Ya como dirigente, Fidel aparecía de vez en cuando junto a los apenas 4.000 habitantes de su Birán natal. Vino por última vez hace unos siete años, hasta que enfermó. “Claro que me reconoció, me dijo: ‘Pedrito, tú estás del mismo tamaño’”, dice Pedro Pascual Rodríguez, de 91 años, de corta estatura. Con él compartía batallitas hasta que acabó trabajando de agricultor para su padre y, como Martín, tampoco ha abandonado el pequeño pueblo de la provincia de Holguín. “Él hablaba de las injusticias y esas cosas que había en la república. ‘Si un guardia me da tiene que matarme’, decía Fidel”.
Martín Castro conversó por última vez con su hermano mayor el año pasado, cuando fue a La Habana para operarse de una hernia y de la vista. Entonces no se podía imaginar que tan sólo viviría hasta los 90. “Estaba colorado, se veía bien.
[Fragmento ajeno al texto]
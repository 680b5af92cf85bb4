//! OpenAPI documentation

use axum::Router;
use utoipa::{
    openapi::security::{HttpAuthScheme, HttpBuilder, SecurityScheme},
    Modify, OpenApi,
};
use utoipa_swagger_ui::SwaggerUi;

use crate::api::{borrowings, health};

#[derive(OpenApi)]
#[openapi(
    info(
        title = "Biblio API",
        version = "0.1.0",
        description = "Library borrowing and returns REST API",
        license(name = "AGPL-3.0", url = "https://www.gnu.org/licenses/agpl-3.0.html")
    ),
    servers(
        (url = "/api", description = "API")
    ),
    paths(
        // Health
        health::health_check,
        health::readiness_check,
        // Borrowings
        borrowings::list_borrowings,
        borrowings::my_borrowings,
        borrowings::get_borrowing,
        borrowings::create_borrowing,
        borrowings::return_borrowing,
        borrowings::update_borrowing,
        borrowings::delete_borrowing,
        borrowings::list_overdue,
        borrowings::stats_overview,
    ),
    components(
        schemas(
            // Borrowings
            borrowings::CreateBorrowingRequest,
            borrowings::MessageResponse,
            crate::models::borrowing::Borrowing,
            crate::models::borrowing::BorrowingDetails,
            crate::models::borrowing::BorrowingStatus,
            crate::models::borrowing::BorrowingFilter,
            crate::models::borrowing::BorrowingStats,
            crate::models::borrowing::UpdateBorrowing,
            crate::models::book::BookSummary,
            crate::models::user::UserSummary,
            crate::models::user::Role,
            // Health
            health::HealthResponse,
            // Errors
            crate::error::ErrorResponse,
        )
    ),
    modifiers(&BearerAuth),
    tags(
        (name = "health", description = "Health check endpoints"),
        (name = "borrowings", description = "Borrowing lifecycle and reports")
    )
)]
pub struct ApiDoc;

struct BearerAuth;

impl Modify for BearerAuth {
    fn modify(&self, openapi: &mut utoipa::openapi::OpenApi) {
        if let Some(components) = openapi.components.as_mut() {
            components.add_security_scheme(
                "bearer_auth",
                SecurityScheme::Http(
                    HttpBuilder::new()
                        .scheme(HttpAuthScheme::Bearer)
                        .bearer_format("JWT")
                        .build(),
                ),
            );
        }
    }
}

/// Create the OpenAPI documentation router
pub fn create_openapi_router() -> Router {
    Router::new()
        .merge(SwaggerUi::new("/swagger-ui").url("/api-docs/openapi.json", ApiDoc::openapi()))
}

#[cfg(test)]
mod tests {
    use super::*;

    #[test]
    fn test_document_lists_borrowing_routes() {
        let doc = ApiDoc::openapi();
        assert!(doc.paths.paths.contains_key("/borrowings"));
        assert!(doc.paths.paths.contains_key("/borrowings/{id}/return"));
        assert!(doc
            .components
            .as_ref()
            .is_some_and(|c| c.security_schemes.contains_key("bearer_auth")));
    }
}
//! In-memory store used by service and router tests.
//!
//! Mirrors the Postgres constraints the services rely on: the partial unique
//! index on active loans, the foreign keys, and the conditional updates on
//! `available_copies`.

use std::collections::HashMap;
use std::sync::{Arc, RwLock};

use async_trait::async_trait;
use chrono::{DateTime, Utc};
use uuid::Uuid;

use super::{BookLedger, BorrowingStore};
use crate::{
    error::{AppError, AppResult},
    models::{
        book::{BookSummary, Copies},
        borrowing::{
            Borrowing, BorrowingDetails, BorrowingFilter, BorrowingPatch, BorrowingStatus,
            NewBorrowing, StatusSample,
        },
        user::{Role, UserSummary},
    },
};

#[derive(Default)]
struct State {
    users: HashMap<Uuid, UserSummary>,
    books: HashMap<Uuid, BookSummary>,
    borrowings: Vec<Borrowing>,
}

#[derive(Clone, Default)]
pub struct MemoryStore {
    state: Arc<RwLock<State>>,
}

impl MemoryStore {
    pub fn new() -> Self {
        Self::default()
    }

    fn read(&self) -> AppResult<std::sync::RwLockReadGuard<'_, State>> {
        self.state
            .read()
            .map_err(|_| AppError::Internal("memory store lock poisoned".to_string()))
    }

    fn write(&self) -> AppResult<std::sync::RwLockWriteGuard<'_, State>> {
        self.state
            .write()
            .map_err(|_| AppError::Internal("memory store lock poisoned".to_string()))
    }

    pub fn add_user(&self, name: &str, role: Role) -> Uuid {
        let id = Uuid::new_v4();
        let user = UserSummary {
            id,
            email: format!("{}@example.org", name.to_lowercase()),
            name: name.to_string(),
            role,
        };
        self.state.write().unwrap().users.insert(id, user);
        id
    }

    pub fn add_book(&self, title: &str, total_copies: i32, available_copies: i32) -> Uuid {
        let id = Uuid::new_v4();
        let book = BookSummary {
            id,
            title: title.to_string(),
            author: "Anonymous".to_string(),
            isbn: None,
            cover_url: None,
            published_year: None,
            total_copies,
            available_copies,
        };
        self.state.write().unwrap().books.insert(id, book);
        id
    }

    /// Insert a borrowing row as-is, bypassing the lifecycle (fixtures)
    pub fn put_borrowing(&self, borrowing: Borrowing) {
        self.state.write().unwrap().borrowings.push(borrowing);
    }

    pub fn book_copies(&self, book_id: Uuid) -> Option<Copies> {
        self.state.read().unwrap().books.get(&book_id).map(BookSummary::copies)
    }

    pub fn active_loans(&self, user_id: Uuid, book_id: Uuid) -> usize {
        self.state
            .read()
            .unwrap()
            .borrowings
            .iter()
            .filter(|b| b.user_id == user_id && b.book_id == book_id && b.is_active())
            .count()
    }

    fn details_of(state: &State, borrowing: &Borrowing, now: DateTime<Utc>) -> BorrowingDetails {
        BorrowingDetails::new(
            borrowing.clone(),
            state.users.get(&borrowing.user_id).cloned(),
            state.books.get(&borrowing.book_id).cloned(),
            now,
        )
    }
}

#[async_trait]
impl BookLedger for MemoryStore {
    async fn copies(&self, book_id: Uuid) -> AppResult<Option<Copies>> {
        Ok(self.read()?.books.get(&book_id).map(BookSummary::copies))
    }

    async fn reserve_copy(&self, book_id: Uuid) -> AppResult<bool> {
        let mut state = self.write()?;
        let Some(book) = state.books.get_mut(&book_id) else {
            return Ok(false);
        };
        match book.copies().after_lend() {
            Some(copies) => {
                book.set_copies(copies);
                Ok(true)
            }
            None => Ok(false),
        }
    }

    async fn release_copy(&self, book_id: Uuid) -> AppResult<Option<Copies>> {
        let mut state = self.write()?;
        Ok(state.books.get_mut(&book_id).map(|book| {
            let copies = book.copies().after_release();
            book.set_copies(copies);
            copies
        }))
    }
}

#[async_trait]
impl BorrowingStore for MemoryStore {
    async fn get(&self, id: Uuid) -> AppResult<Option<Borrowing>> {
        Ok(self.read()?.borrowings.iter().find(|b| b.id == id).cloned())
    }

    async fn find_active(&self, user_id: Uuid, book_id: Uuid) -> AppResult<Option<Uuid>> {
        Ok(self
            .read()?
            .borrowings
            .iter()
            .find(|b| b.user_id == user_id && b.book_id == book_id && b.is_active())
            .map(|b| b.id))
    }

    async fn insert(&self, new: &NewBorrowing) -> AppResult<Borrowing> {
        let mut state = self.write()?;
        if !state.users.contains_key(&new.user_id) || !state.books.contains_key(&new.book_id) {
            return Err(AppError::NotFound(format!(
                "User {} or book {} not found",
                new.user_id, new.book_id
            )));
        }
        if state
            .borrowings
            .iter()
            .any(|b| b.user_id == new.user_id && b.book_id == new.book_id && b.is_active())
        {
            return Err(AppError::Conflict("User has already borrowed this book".to_string()));
        }

        let borrowing = Borrowing {
            id: Uuid::new_v4(),
            user_id: new.user_id,
            book_id: new.book_id,
            borrowed_at: new.borrowed_at,
            due_date: new.due_date,
            returned_at: None,
            status: BorrowingStatus::Borrowed,
            notes: new.notes.clone(),
            created_at: new.borrowed_at,
            updated_at: new.borrowed_at,
        };
        state.borrowings.push(borrowing.clone());
        Ok(borrowing)
    }

    async fn mark_returned(&self, id: Uuid, at: DateTime<Utc>) -> AppResult<Option<Borrowing>> {
        let mut state = self.write()?;
        Ok(state
            .borrowings
            .iter_mut()
            .find(|b| b.id == id && b.is_active())
            .map(|b| {
                b.status = BorrowingStatus::Returned;
                b.returned_at = Some(at);
                b.updated_at = at;
                b.clone()
            }))
    }

    async fn patch(&self, id: Uuid, patch: &BorrowingPatch) -> AppResult<Option<Borrowing>> {
        let mut state = self.write()?;
        Ok(state.borrowings.iter_mut().find(|b| b.id == id).map(|b| {
            if let Some(due_date) = patch.due_date {
                b.due_date = due_date;
            }
            if let Some(ref notes) = patch.notes {
                b.notes = (!notes.is_empty()).then(|| notes.clone());
            }
            b.updated_at = Utc::now();
            b.clone()
        }))
    }

    async fn delete(&self, id: Uuid) -> AppResult<Option<Borrowing>> {
        let mut state = self.write()?;
        let position = state.borrowings.iter().position(|b| b.id == id);
        Ok(position.map(|idx| state.borrowings.remove(idx)))
    }

    async fn details(&self, id: Uuid, now: DateTime<Utc>) -> AppResult<Option<BorrowingDetails>> {
        let state = self.read()?;
        Ok(state
            .borrowings
            .iter()
            .find(|b| b.id == id)
            .map(|b| Self::details_of(&state, b, now)))
    }

    async fn list(
        &self,
        filter: &BorrowingFilter,
        now: DateTime<Utc>,
    ) -> AppResult<Vec<BorrowingDetails>> {
        let state = self.read()?;
        let mut rows: Vec<&Borrowing> = state
            .borrowings
            .iter()
            .filter(|b| filter.matches(b, now))
            .collect();
        rows.sort_by(|a, b| b.created_at.cmp(&a.created_at));
        Ok(rows.into_iter().map(|b| Self::details_of(&state, b, now)).collect())
    }

    async fn list_overdue(&self, now: DateTime<Utc>) -> AppResult<Vec<BorrowingDetails>> {
        let state = self.read()?;
        let mut rows: Vec<&Borrowing> = state
            .borrowings
            .iter()
            .filter(|b| b.is_overdue(now))
            .collect();
        rows.sort_by(|a, b| a.due_date.cmp(&b.due_date));
        Ok(rows.into_iter().map(|b| Self::details_of(&state, b, now)).collect())
    }

    async fn status_samples(&self) -> AppResult<Vec<StatusSample>> {
        Ok(self
            .read()?
            .borrowings
            .iter()
            .map(|b| StatusSample {
                status: b.status,
                due_date: b.due_date,
            })
            .collect())
    }

    async fn ping(&self) -> AppResult<()> {
        Ok(())
    }
}
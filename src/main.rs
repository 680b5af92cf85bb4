//! Biblio Server - library borrowing and returns
//!
//! Loads configuration, connects to Postgres, runs migrations and serves the
//! REST API.

use anyhow::Context;
use sqlx::postgres::PgPoolOptions;
use std::net::SocketAddr;
use std::sync::Arc;
use tracing_subscriber::{layer::SubscriberExt, util::SubscriberInitExt};

use biblio_server::{
    api,
    config::{AppConfig, LoggingConfig},
    repository::Repository,
    services::Services,
    AppState,
};

#[tokio::main]
async fn main() -> anyhow::Result<()> {
    // Load environment variables from .env file
    dotenvy::dotenv().ok();

    let config = AppConfig::load().context("Failed to load configuration")?;

    init_tracing(&config.logging);

    tracing::info!("Starting Biblio Server v{}", env!("CARGO_PKG_VERSION"));

    // Create database connection pool
    let pool = PgPoolOptions::new()
        .max_connections(config.database.max_connections)
        .min_connections(config.database.min_connections)
        .connect(&config.database.url)
        .await
        .context("Failed to connect to database")?;

    tracing::info!("Connected to database");

    sqlx::migrate!("./migrations")
        .run(&pool)
        .await
        .context("Failed to run database migrations")?;

    tracing::info!("Database migrations completed");

    let addr = SocketAddr::new(
        config.server.host.parse().context("Invalid host address")?,
        config.server.port,
    );

    let repository = Repository::new(pool);
    let state = AppState {
        config: Arc::new(config),
        services: Arc::new(Services::new(repository)),
    };

    let app = api::create_router(state);

    tracing::info!("Server listening on http://{}", addr);

    let listener = tokio::net::TcpListener::bind(addr).await?;
    axum::serve(listener, app)
        .with_graceful_shutdown(shutdown_signal())
        .await?;

    tracing::info!("Server stopped");
    Ok(())
}

fn init_tracing(logging: &LoggingConfig) {
    let filter = tracing_subscriber::EnvFilter::try_from_default_env()
        .unwrap_or_else(|_| format!("biblio_server={},tower_http=debug", logging.level).into());

    let registry = tracing_subscriber::registry().with(filter);
    if logging.format == "json" {
        registry.with(tracing_subscriber::fmt::layer().json()).init();
    } else {
        registry.with(tracing_subscriber::fmt::layer()).init();
    }
}

async fn shutdown_signal() {
    if let Err(e) = tokio::signal::ctrl_c().await {
        tracing::error!("Failed to listen for shutdown signal: {}", e);
        std::future::pending::<()>().await;
    }
    tracing::info!("Shutdown signal received");
}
Hablamos de los haitianos, de los obreros de la finca, como antaño”.
Durante todo este tiempo, al hermano olvidado de los Castro le han ofrecido casa en La Habana y hasta algún trabajo en el régimen, pero nunca los aceptó porque los lazos con las tierras y su gente eran demasiado grandes. “No, yo soy poco pedidor. Me siento orgulloso de ser su hermano pero no soy pedidor. Me querían dar casa pero yo no quise. Tengo mis amistades. Me tratan bien, que eso vale mucho”.
A Martín le llamó un secretario de Raúl el viernes por la noche con la noticia que nunca se llegó a esperar. Desde entonces ha permanecido en su choza de Birán, con la televisión encendida, como el resto de cubanos. Cuando hoy entierren a su hermano en una ceremonia familiar en el cementerio de Santa Ifigenia él seguirá en Birán: comió demasiado pan y tiene la presión altísima. “Eso ha sido grande, grande –dice respecto a los homenajes–. Pero no es para otra cosa, lo que este hombre ha hecho por este país… nadie lo había hecho”.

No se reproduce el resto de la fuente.